I Loved You First

Rasanya ada yang mengganjal di hati Jeremy kala Jingga memutuskan untuk mengakhiri fase pendekatan mereka melalui pesan. Jeremy paham sebenarnya, ia paham jika Jingga sakit hati dengan ucapan sang ibu.

Pada awalnya Jeremy ingin memberikan waktu kepada Jingga untuk menenangkan diri baru setelahnya menjelaskan semua pada dirinya maupun sang ibu – yang memang tak mengetahui apa-apa mengenai hubungan Jingga berserta mamanya dengan sang papi.

Tapi ternyata Jingga tak mau.

Jeremy pun memahami itu, kalau dirinya juga berada di posisi Jingga ia pun akan melakukan hal yang sama. Siapa yang tidak sakit hati jika saat mau menjelaskan dirinya selalu disela dengan tuduhan yang bahkan belum diketahui kebenaraannya?

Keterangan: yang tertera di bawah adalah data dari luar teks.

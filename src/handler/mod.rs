pub mod admin;
pub mod auth;
pub mod chat;
pub mod contracts;
pub mod disputes;
pub mod notification_handler;
pub mod payments;
pub mod projects;
pub mod realtime;
pub mod reviews;
pub mod support_handler;
pub mod users;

Maka Jeremy memutuskan untuk menghargai keputusan Jingga. Namun, tetap saja ada sesuatu yang mengganjal apabila mereka belum berbicara empat mata. Ada yang mengganjal kala hubungan mereka diselesaikan begitu saja lewat pesan.

Jeremy butuh berbicara pada Jingga. Ia mau Jingga menegaskan di depan matanya, bahwa lelaki manis itu sudah tak mau lagi melanjutkan hubungan dengannya.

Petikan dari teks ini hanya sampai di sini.